• [Provided records]
____________________
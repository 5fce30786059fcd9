//! # Log Levels
//!
//! Seven ordered severities, from `PANIC` (most severe) to `TRACE` (most
//! verbose). Each level is a single bit, so a smaller numeric value is always
//! more severe and enablement is a plain integer comparison.
//!
//! `Level` is a newtype rather than an enum: values read back from an atomic
//! or built with [`Level::from_bits`] may fall outside the declared set, and
//! such values are consistently treated as "unknown" and disabled.

use std::fmt;
use std::str::FromStr;

use serde::{Deserialize, Deserializer, Serialize, Serializer};

use crate::core::error::LogError;

/// Severity of a log record.
#[derive(Debug, Clone, Copy, PartialEq, Eq, Hash)]
pub struct Level(u32);

impl Level {
    pub const PANIC: Level = Level(1 << 0);
    pub const FATAL: Level = Level(1 << 1);
    pub const ERROR: Level = Level(1 << 2);
    pub const WARN: Level = Level(1 << 3);
    pub const INFO: Level = Level(1 << 4);
    pub const DEBUG: Level = Level(1 << 5);
    pub const TRACE: Level = Level(1 << 6);

    /// Number of valid levels.
    pub const COUNT: usize = 7;

    /// Wraps a raw value. The result may be invalid.
    pub const fn from_bits(bits: u32) -> Level {
        Level(bits)
    }

    pub const fn bits(self) -> u32 {
        self.0
    }

    /// Reports whether this is one of the seven declared levels.
    pub const fn is_valid(self) -> bool {
        self.0 != 0 && self.0 & (self.0 - 1) == 0 && self.0 <= Level::TRACE.0
    }

    /// Reports whether `candidate` passes when `self` is the configured threshold.
    ///
    /// A level is enabled when it is at least as severe as the threshold. An
    /// invalid threshold or candidate never enables anything.
    pub const fn is_enabled(self, candidate: Level) -> bool {
        self.is_valid() && candidate.is_valid() && candidate.0 <= self.0
    }

    /// Dense index in `0..Level::COUNT` for valid levels.
    pub(crate) const fn index(self) -> Option<usize> {
        if self.is_valid() {
            Some(self.0.trailing_zeros() as usize)
        } else {
            None
        }
    }

    /// Lower-case canonical name, `"unknown"` for invalid values.
    pub const fn as_str(self) -> &'static str {
        match self {
            Level::PANIC => "panic",
            Level::FATAL => "fatal",
            Level::ERROR => "error",
            Level::WARN => "warn",
            Level::INFO => "info",
            Level::DEBUG => "debug",
            Level::TRACE => "trace",
            _ => "unknown",
        }
    }

    pub const fn capital_str(self) -> &'static str {
        match self {
            Level::PANIC => "PANIC",
            Level::FATAL => "FATAL",
            Level::ERROR => "ERROR",
            Level::WARN => "WARN",
            Level::INFO => "INFO",
            Level::DEBUG => "DEBUG",
            Level::TRACE => "TRACE",
            _ => "UNKNOWN",
        }
    }

    /// Three-letter form used by compact layouts.
    pub const fn short_str(self) -> &'static str {
        match self {
            Level::PANIC => "pnc",
            Level::FATAL => "fat",
            Level::ERROR => "err",
            Level::WARN => "wan",
            Level::INFO => "inf",
            Level::DEBUG => "dbg",
            Level::TRACE => "tac",
            _ => "uno",
        }
    }

    pub const fn short_capital_str(self) -> &'static str {
        match self {
            Level::PANIC => "PNC",
            Level::FATAL => "FAT",
            Level::ERROR => "ERR",
            Level::WARN => "WAN",
            Level::INFO => "INF",
            Level::DEBUG => "DBG",
            Level::TRACE => "TAC",
            _ => "UNO",
        }
    }

    /// ANSI color escape for this level.
    const fn color(self) -> &'static str {
        match self {
            Level::PANIC | Level::FATAL => "\x1b[1;31m",
            Level::ERROR => "\x1b[31m",
            Level::WARN => "\x1b[33m",
            Level::INFO => "\x1b[32m",
            Level::DEBUG => "\x1b[36m",
            Level::TRACE => "\x1b[37m",
            _ => "\x1b[90m",
        }
    }

    pub fn colored_str(self) -> String {
        paint(self.color(), self.as_str())
    }

    pub fn colored_capital_str(self) -> String {
        paint(self.color(), self.capital_str())
    }

    pub fn colored_short_str(self) -> String {
        paint(self.color(), self.short_str())
    }

    pub fn colored_short_capital_str(self) -> String {
        paint(self.color(), self.short_capital_str())
    }
}

fn paint(color: &str, text: &str) -> String {
    format!("{color}{text}\x1b[0m")
}

/// All valid levels, most severe first.
pub const fn all_levels() -> [Level; Level::COUNT] {
    [
        Level::PANIC,
        Level::FATAL,
        Level::ERROR,
        Level::WARN,
        Level::INFO,
        Level::DEBUG,
        Level::TRACE,
    ]
}

/// Parses a level name, ignoring case and surrounding whitespace.
///
/// `"warning"` is accepted as an alias of `"warn"`.
pub fn parse_level(s: &str) -> Result<Level, LogError> {
    match s.trim().to_ascii_lowercase().as_str() {
        "panic" => Ok(Level::PANIC),
        "fatal" => Ok(Level::FATAL),
        "error" => Ok(Level::ERROR),
        "warn" | "warning" => Ok(Level::WARN),
        "info" => Ok(Level::INFO),
        "debug" => Ok(Level::DEBUG),
        "trace" => Ok(Level::TRACE),
        _ => Err(LogError::InvalidLevel(s.to_string())),
    }
}

/// Like [`parse_level`], but panics on an unknown name. Meant for static setup.
pub fn must_parse_level(s: &str) -> Level {
    match parse_level(s) {
        Ok(level) => level,
        Err(err) => panic!("{err}"),
    }
}

impl fmt::Display for Level {
    fn fmt(&self, f: &mut fmt::Formatter<'_>) -> fmt::Result {
        f.write_str(self.as_str())
    }
}

impl FromStr for Level {
    type Err = LogError;

    fn from_str(s: &str) -> Result<Self, Self::Err> {
        parse_level(s)
    }
}

impl Default for Level {
    fn default() -> Self {
        Level::TRACE
    }
}

impl Serialize for Level {
    fn serialize<S: Serializer>(&self, serializer: S) -> Result<S::Ok, S::Error> {
        serializer.serialize_str(self.as_str())
    }
}

impl<'de> Deserialize<'de> for Level {
    fn deserialize<D: Deserializer<'de>>(deserializer: D) -> Result<Self, D::Error> {
        let s = String::deserialize(deserializer)?;
        parse_level(&s).map_err(serde::de::Error::custom)
    }
}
____________________
• [Goal of the exercise] The records above are to be copied in full, exactly as written.

• [Reply to the exercise]
repository 5fce30786059fcd9
//! # Log Levels
//!
//! Seven ordered severities, from `PANIC` (most severe) to `TRACE` (most
//! verbose). Each level is a single bit, so a smaller numeric value is always
//! more severe and enablement is a plain integer comparison.
//!
//! `Level` is a newtype rather than an enum: values read back from an atomic
//! or built with [`Level::from_bits`] may fall outside the declared set, and
//! such values are consistently treated as "unknown" and disabled.

use std::fmt;
use std::str::FromStr;

use serde::{Deserialize, Deserializer, Serialize, Serializer};

use crate::core::error::LogError;

/// Severity of a log record.
#[derive(Debug, Clone, Copy, PartialEq, Eq, Hash)]
pub struct Level(u32);

impl Level {
    pub const PANIC: Level = Level(1 << 0);
    pub const FATAL: Level = Level(1 << 1);
    pub const ERROR: Level = Level(1 << 2);
    pub const WARN: Level = Level(1 << 3);
    pub const INFO: Level = Level(1 << 4);
    pub const DEBUG: Level = Level(1 << 5);
    pub const TRACE: Level = Level(1 << 6);

    /// Number of valid levels.
    pub const COUNT: usize = 7;

    /// Wraps a raw value. The result may be invalid.
    pub const fn from_bits(bits: u32) -> Level {
        Level(bits)
    }

    pub const fn bits(self) -> u32 {
        self.0
    }

    /// Reports whether this is one of the seven declared levels.
    pub const fn is_valid(self) -> bool {
        self.0 != 0 && self.0 & (self.0 - 1) == 0 && self.0 <= Level::TRACE.0
    }

    /// Reports whether `candidate` passes when `self` is the configured threshold.
    ///
    /// A level is enabled when it is at least as severe as the threshold. An
    /// invalid threshold or candidate never enables anything.
    pub const fn is_enabled(self, candidate: Level) -> bool {
        self.is_valid() && candidate.is_valid() && candidate.0 <= self.0
    }

    /// Dense index in `0..Level::COUNT` for valid levels.
    pub(crate) const fn index(self) -> Option<usize> {
        if self.is_valid() {
            Some(self.0.trailing_zeros() as usize)
        } else {
            None
        }
    }

    /// Lower-case canonical name, `"unknown"` for invalid values.
    pub const fn as_str(self) -> &'static str {
        match self {
            Level::PANIC => "panic",
            Level::FATAL => "fatal",
            Level::ERROR => "error",
            Level::WARN => "warn",
            Level::INFO => "info",
            Level::DEBUG => "debug",
            Level::TRACE => "trace",
            _ => "unknown",
        }
    }

    pub const fn capital_str(self) -> &'static str {
        match self {
            Level::PANIC => "PANIC",
            Level::FATAL => "FATAL",
            Level::ERROR => "ERROR",
            Level::WARN => "WARN",
            Level::INFO => "INFO",
            Level::DEBUG => "DEBUG",
            Level::TRACE => "TRACE",
            _ => "UNKNOWN",
        }
    }

    /// Three-letter form used by compact layouts.
    pub const fn short_str(self) -> &'static str {
        match self {
            Level::PANIC => "pnc",
            Level::FATAL => "fat",
            Level::ERROR => "err",
            Level::WARN => "wan",
            Level::INFO => "inf",
            Level::DEBUG => "dbg",
            Level::TRACE => "tac",
            _ => "uno",
        }
    }

    pub const fn short_capital_str(self) -> &'static str {
        match self {
            Level::PANIC => "PNC",
            Level::FATAL => "FAT",
            Level::ERROR => "ERR",
            Level::WARN => "WAN",
            Level::INFO => "INF",
            Level::DEBUG => "DBG",
            Level::TRACE => "TAC",
            _ => "UNO",
        }
    }

    /// ANSI color escape for this level.
    const fn color(self) -> &'static str {
        match self {
            Level::PANIC | Level::FATAL => "\x1b[1;31m",
            Level::ERROR => "\x1b[31m",
            Level::WARN => "\x1b[33m",
            Level::INFO => "\x1b[32m",
            Level::DEBUG => "\x1b[36m",
            Level::TRACE => "\x1b[37m",
            _ => "\x1b[90m",
        }
    }

    pub fn colored_str(self) -> String {
        paint(self.color(), self.as_str())
    }

    pub fn colored_capital_str(self) -> String {
        paint(self.color(), self.capital_str())
    }

    pub fn colored_short_str(self) -> String {
        paint(self.color(), self.short_str())
    }

    pub fn colored_short_capital_str(self) -> String {
        paint(self.color(), self.short_capital_str())
    }
}

fn paint(color: &str, text: &str) -> String {
    format!("{color}{text}\x1b[0m")
}

/// All valid levels, most severe first.
pub const fn all_levels() -> [Level; Level::COUNT] {
    [
        Level::PANIC,
        Level::FATAL,
        Level::ERROR,
        Level::WARN,
        Level::INFO,
        Level::DEBUG,
        Level::TRACE,
    ]
}

/// Parses a level name, ignoring case and surrounding whitespace.
///
/// `"warning"` is accepted as an alias of `"warn"`.
pub fn parse_level(s: &str) -> Result<Level, LogError> {
    match s.trim().to_ascii_lowercase().as_str() {
        "panic" => Ok(Level::PANIC),
        "fatal" => Ok(Level::FATAL),
        "error" => Ok(Level::ERROR),
        "warn" | "warning" => Ok(Level::WARN),
        "info" => Ok(Level::INFO),
        "debug" => Ok(Level::DEBUG),
        "trace" => Ok(Level::TRACE),
        _ => Err(LogError::InvalidLevel(s.to_string())),
    }
}

/// Like [`parse_level`], but panics on an unknown name. Meant for static setup.
pub fn must_parse_level(s: &str) -> Level {
    match parse_level(s) {
        Ok(level) => level,
        Err(err) => panic!("{err}"),
    }
}

impl fmt::Display for Level {
    fn fmt(&self, f: &mut fmt::Formatter<'_>) -> fmt::Result {
        f.write_str(self.as_str())
    }
}

impl FromStr for Level {
    type Err = LogError;

    fn from_str(s: &str) -> Result<Self, Self::Err> {
        parse_level(s)
    }
}

impl Default for Level {
    fn default() -> Self {
        Level::TRACE
    }
}

impl Serialize for Level {
    fn serialize<S: Serializer>(&self, serializer: S) -> Result<S::Ok, S::Error> {
        serializer.serialize_str(self.as_str())
    }
}

impl<'de> Deserialize<'de> for Level {
    fn deserialize<D: Deserializer<'de>>(deserializer: D) -> Result<Self, D::Error> {
        let s = String::deserialize(deserializer)?;
        parse_level(&s).map_err(serde::de::Error::custom)
    }
}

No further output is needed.